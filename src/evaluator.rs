// ⚖️ Transaction Evaluator
// Rules are OR-ed: the first rule that accepts both the amount and the
// destination approves the transaction. A rule that fails to evaluate
// counts as not matching; evaluation itself never fails.

use crate::converter::CurrencyConverter;
use crate::rule::Rule;
use crate::store::{sort_by_creation, RuleStore};
use crate::transaction::{TransactionCandidate, TransactionStatus};
use anyhow::Result;
use std::sync::Arc;
use tracing::{debug, error, warn};

// ============================================================================
// PER-RULE OUTCOME
// ============================================================================

#[derive(Debug, Clone, PartialEq, Eq)]
pub enum RuleOutcome {
    Matched,
    NotMatched,
    /// Price lookup failed; the rule is skipped
    ConversionFailed(String),
    /// Anything else that went wrong with this rule
    UnexpectedFailure(String),
}

impl RuleOutcome {
    pub fn is_match(&self) -> bool {
        matches!(self, RuleOutcome::Matched)
    }
}

/// Check one rule. Amount first, then destination.
pub async fn evaluate_rule(
    rule: &Rule,
    candidate: &TransactionCandidate,
    converter: &dyn CurrencyConverter,
) -> RuleOutcome {
    match rule.is_amount_valid(candidate.amount, converter).await {
        Ok(true) if rule.is_destination_valid(&candidate.destination) => RuleOutcome::Matched,
        Ok(_) => RuleOutcome::NotMatched,
        Err(e) if e.is_conversion() => RuleOutcome::ConversionFailed(e.to_string()),
        Err(e) => RuleOutcome::UnexpectedFailure(e.to_string()),
    }
}

/// Fold per-rule outcomes into the final status
pub fn decide<'a, I>(outcomes: I) -> TransactionStatus
where
    I: IntoIterator<Item = &'a RuleOutcome>,
{
    if outcomes.into_iter().any(RuleOutcome::is_match) {
        TransactionStatus::Outgoing
    } else {
        TransactionStatus::Rejected
    }
}

// ============================================================================
// EVALUATION
// ============================================================================

/// Status plus what each visited rule said, in visit order
#[derive(Debug, Clone, PartialEq, Eq)]
pub struct Evaluation {
    pub status: TransactionStatus,
    pub outcomes: Vec<(i64, RuleOutcome)>,
}

#[derive(Clone)]
pub struct TransactionEvaluator {
    converter: Arc<dyn CurrencyConverter>,
}

impl TransactionEvaluator {
    pub fn new(converter: Arc<dyn CurrencyConverter>) -> Self {
        TransactionEvaluator { converter }
    }

    /// Status for `candidate` against a snapshot of rules
    pub async fn evaluate(&self, rules: &[Rule], candidate: &TransactionCandidate) -> TransactionStatus {
        self.evaluate_detailed(rules, candidate).await.status
    }

    /// Read the snapshot from `store`, then evaluate. Only the store read can fail.
    pub async fn evaluate_store<S>(
        &self,
        store: &S,
        candidate: &TransactionCandidate,
    ) -> Result<TransactionStatus>
    where
        S: RuleStore + Sync + ?Sized,
    {
        let rules = store.list_rules()?;
        Ok(self.evaluate(&rules, candidate).await)
    }

    pub async fn evaluate_detailed(
        &self,
        rules: &[Rule],
        candidate: &TransactionCandidate,
    ) -> Evaluation {
        let mut ordered = rules.to_vec();
        sort_by_creation(&mut ordered);

        let mut outcomes = Vec::new();

        for rule in &ordered {
            let outcome = evaluate_rule(rule, candidate, self.converter.as_ref()).await;

            match &outcome {
                RuleOutcome::ConversionFailed(e) => warn!(
                    rule_id = rule.id,
                    error = %e,
                    "Could not finish transaction status test on {} because of price lookup error",
                    rule
                ),
                RuleOutcome::UnexpectedFailure(e) => error!(
                    rule_id = rule.id,
                    error = %e,
                    "Unexpected failure while evaluating {}",
                    rule
                ),
                RuleOutcome::Matched => debug!(rule_id = rule.id, "{} approved transaction", rule),
                RuleOutcome::NotMatched => {}
            }

            let matched = outcome.is_match();
            outcomes.push((rule.id, outcome));
            if matched {
                break;
            }
        }

        let status = decide(outcomes.iter().map(|(_, o)| o));
        Evaluation { status, outcomes }
    }
}

// ============================================================================
// TESTS
// ============================================================================
// 🌐 REST API with Axum
// Policy rule CRUD + transaction submission/listing.

use crate::converter::CurrencyConverter;
use crate::db;
use crate::error::ValidationError;
use crate::evaluator::TransactionEvaluator;
use crate::rule::{NewRule, Rule, RulePatch};
use crate::transaction::{Transaction, TransactionCandidate, TransactionFilter};
use axum::{
    extract::{
        rejection::{JsonRejection, PathRejection, QueryRejection},
        Path, Query, State,
    },
    http::StatusCode,
    response::{IntoResponse, Response},
    routing::get,
    Json, Router,
};
use rusqlite::Connection;
use std::sync::{Arc, Mutex, MutexGuard};
use tower_http::cors::CorsLayer;
use tower_http::trace::TraceLayer;
use tracing::error;

/// Shared application state
#[derive(Clone)]
pub struct AppState {
    db: Arc<Mutex<Connection>>,
    evaluator: TransactionEvaluator,
}

impl AppState {
    pub fn new(conn: Connection, converter: Arc<dyn CurrencyConverter>) -> Self {
        Self::with_shared_db(Arc::new(Mutex::new(conn)), converter)
    }

    pub fn with_shared_db(db: Arc<Mutex<Connection>>, converter: Arc<dyn CurrencyConverter>) -> Self {
        AppState {
            db,
            evaluator: TransactionEvaluator::new(converter),
        }
    }

    fn lock_db(&self) -> Result<MutexGuard<'_, Connection>, ApiError> {
        self.db
            .lock()
            .map_err(|_| ApiError::Internal(anyhow::anyhow!("database lock poisoned")))
    }
}

// ============================================================================
// ERRORS
// ============================================================================

#[derive(Debug, thiserror::Error)]
pub enum ApiError {
    #[error(transparent)]
    Validation(#[from] ValidationError),

    /// Body, path or query string could not be parsed
    #[error("{0}")]
    BadRequest(String),

    #[error("Not found.")]
    NotFound,

    #[error(transparent)]
    Internal(#[from] anyhow::Error),
}

impl From<JsonRejection> for ApiError {
    fn from(rejection: JsonRejection) -> Self {
        ApiError::BadRequest(rejection.body_text())
    }
}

-------------------------

§ **What to produce**: State how many lines of the records contain the word "tracing". Give that number alone.

§ **Answer below**: 2